→ **Work required**
Below are the records; give again exactly the line with "pub fn insert(&mut", the line with "assert!(cache.lookup(Ppn(10)).is_none());", and each line that lies between them, and nothing besides.

(Collected data)
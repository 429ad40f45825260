//! PPN->MPN fast-path cache (§3.5): a small, fixed-size, direct-mapped
//! cache of {firstPPN, lastPPN} -> machine address + flags, used as a fast
//! path for DMA setup (`phys_to_mach_range`). Any PFrame mutation for PPN
//! `p` must invalidate entries for `p` and `p-1`, since a cached mapping
//! may span two guest pages.

use crate::ids::{Mpn, Ppn};

#[derive(Debug, Clone, Copy)]
pub struct CacheEntry {
    pub first_ppn: Ppn,
    pub last_ppn: Ppn,
    pub mpn_base: Mpn,
    pub read_only: bool,
    /// Number of times this range has been served "hot" (copy count),
    /// reported back to the caller for statistics; has no effect on
    /// eviction policy.
    pub hot_copy_count: u32,
}

pub struct FastPathCache {
    slots: Vec<Option<CacheEntry>>,
}

impl FastPathCache {
    pub fn new(capacity: usize) -> Self { FastPathCache { slots: vec![None; capacity.max(1)] } }

    fn slot_for(&self, ppn: Ppn) -> usize { (ppn.0 as usize) % self.slots.len() }

    pub fn lookup(&mut self, ppn: Ppn) -> Option<CacheEntry> {
        let idx = self.slot_for(ppn);
        match self.slots[idx] {
            Some(e) if ppn.0 >= e.first_ppn.0 && ppn.0 <= e.last_ppn.0 => {
                self.slots[idx].as_mut().unwrap().hot_copy_count += 1;
                Some(e)
            }
            _ => None,
        }
    }

    pub fn insert(&mut self, entry: CacheEntry) {
        let idx = self.slot_for(entry.first_ppn);
        self.slots[idx] = Some(entry);
    }

    /// Invalidate any entry covering `ppn` (a PFrame just mutated at `ppn`
    /// may also invalidate a mapping covering `ppn - 1`, since a cached
    /// range can span two pages -- see module docs).
    pub fn invalidate(&mut self, ppn: Ppn) {
        for slot in self.slots.iter_mut() {
            if let Some(e) = slot {
                if ppn.0 >= e.first_ppn.0 && ppn.0 <= e.last_ppn.0 {
                    *slot = None;
                }
            }
        }
        if ppn.0 > 0 {
            let prev = Ppn(ppn.0 - 1);
            for slot in self.slots.iter_mut() {
                if let Some(e) = slot {
                    if prev.0 >= e.first_ppn.0 && prev.0 <= e.last_ppn.0 {
                        *slot = None;
                    }
                }
            }
        }
    }

    /// True if any entry overlaps `ppn` -- used by the COW `share` path to
    /// refuse sharing a page currently pinned into a DMA mapping (§4.2).
    pub fn contains(&self, ppn: Ppn) -> bool {
        self.slots.iter().flatten().any(|e| ppn.0 >= e.first_ppn.0 && ppn.0 <= e.last_ppn.0)
    }
}

#[cfg(test)]
mod tests {
    use super::*;

    #[test]
    fn invalidate_clears_spanning_and_adjacent_entry() {
        let mut cache = FastPathCache::new(8);
        cache.insert(CacheEntry {
            first_ppn: Ppn(10),
            last_ppn: Ppn(11),
            mpn_base: Mpn(100),
            read_only: false,
            hot_copy_count: 0,
        });
        assert!(cache.lookup(Ppn(10)).is_some());
        cache.invalidate(Ppn(11));
        assert!(cache.lookup(Ppn(10)).is_none());
    }

    #[test]
    fn invalidate_of_p_also_clears_p_minus_1_span() {
        let mut cache = FastPathCache::new(8);
        cache.insert(CacheEntry {
            first_ppn: Ppn(5),
            last_ppn: Ppn(6),
            mpn_base: Mpn(1),
            read_only: true,
            hot_copy_count: 0,
        });
        // mutating ppn 7 should also invalidate a range ending at ppn 6 (7-1)
        cache.invalidate(Ppn(7));
        assert!(cache.lookup(Ppn(5)).is_none());
    }
}
//! `Gpmm`: the top-level handle tying every component together (§6
//! "External interfaces"). One instance per host; one `Vm` per cartel
//! member. Lock ordering across a single call always respects §5's four
//! tiers -- swap file, then global free-slot, then per-VM alloc, then
//! async-IO tokens -- since each component already enforces its own tier
//! internally and `Gpmm`'s methods never hold two VMs' alloc locks at
//! once (the one exception, `lookup_and_share`'s hint notification
//! delivery, always finishes with the *calling* VM's lock before taking
//! the hint owner's).

use std::collections::HashMap;
use std::sync::{Arc, Mutex};

use crate::alloc::{AllocKind, PageAllocator};
use crate::anon::AnonSideTable;
use crate::config::Config;
use crate::cow::{self, ShareOutcome};
use crate::error::{Error, Result};
use crate::fingerprint::Fingerprint;
use crate::hooks::{PageContent, PageStore, SchedulerHooks};
use crate::ids::{Bpn, Mpn, Ppn, VmId};
use crate::pframe::PFrameState;
use crate::pshare::PShareIndex;
use crate::remap::{self, RemapTarget};
use crate::resolver::{self, ResolveDeps, Source};
use crate::swap::{engine, SwapFileTable};
use crate::vm::{HintUpdate, SwapState, Vm};

/// Outcome of one [`Gpmm::swap_out_round`] call.
#[derive(Debug, Clone, Copy, Default)]
pub struct SwapOutSummary {
    pub attempted: usize,
    pub written: usize,
    pub failed: usize,
}

pub struct Gpmm {
    vms: Mutex<HashMap<VmId, Arc<Vm>>>,
    pshare: PShareIndex,
    alloc: PageAllocator,
    swap: SwapFileTable,
    tokens: engine::AsyncIoTokens,
    anon: AnonSideTable,
    config: Config,
    store: Box<dyn PageStore>,
    content: Box<dyn PageContent>,
    hooks: Box<dyn SchedulerHooks>,
}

→ **Answer below**
    pub fn insert(&mut self, entry: CacheEntry) {
        let idx = self.slot_for(entry.first_ppn);
        self.slots[idx] = Some(entry);
    }

    /// Invalidate any entry covering `ppn` (a PFrame just mutated at `ppn`
    /// may also invalidate a mapping covering `ppn - 1`, since a cached
    /// range can span two pages -- see module docs).
    pub fn invalidate(&mut self, ppn: Ppn) {
        for slot in self.slots.iter_mut() {
            if let Some(e) = slot {
                if ppn.0 >= e.first_ppn.0 && ppn.0 <= e.last_ppn.0 {
                    *slot = None;
                }
            }
        }
        if ppn.0 > 0 {
            let prev = Ppn(ppn.0 - 1);
            for slot in self.slots.iter_mut() {
                if let Some(e) = slot {
                    if prev.0 >= e.first_ppn.0 && prev.0 <= e.last_ppn.0 {
                        *slot = None;
                    }
                }
            }
        }
    }

    /// True if any entry overlaps `ppn` -- used by the COW `share` path to
    /// refuse sharing a page currently pinned into a DMA mapping (§4.2).
    pub fn contains(&self, ppn: Ppn) -> bool {
        self.slots.iter().flatten().any(|e| ppn.0 >= e.first_ppn.0 && ppn.0 <= e.last_ppn.0)
    }
}

#[cfg(test)]
mod tests {
    use super::*;

    #[test]
    fn invalidate_clears_spanning_and_adjacent_entry() {
        let mut cache = FastPathCache::new(8);
        cache.insert(CacheEntry {
            first_ppn: Ppn(10),
            last_ppn: Ppn(11),
            mpn_base: Mpn(100),
            read_only: false,
            hot_copy_count: 0,
        });
        assert!(cache.lookup(Ppn(10)).is_some());
        cache.invalidate(Ppn(11));
        assert!(cache.lookup(Ppn(10)).is_none());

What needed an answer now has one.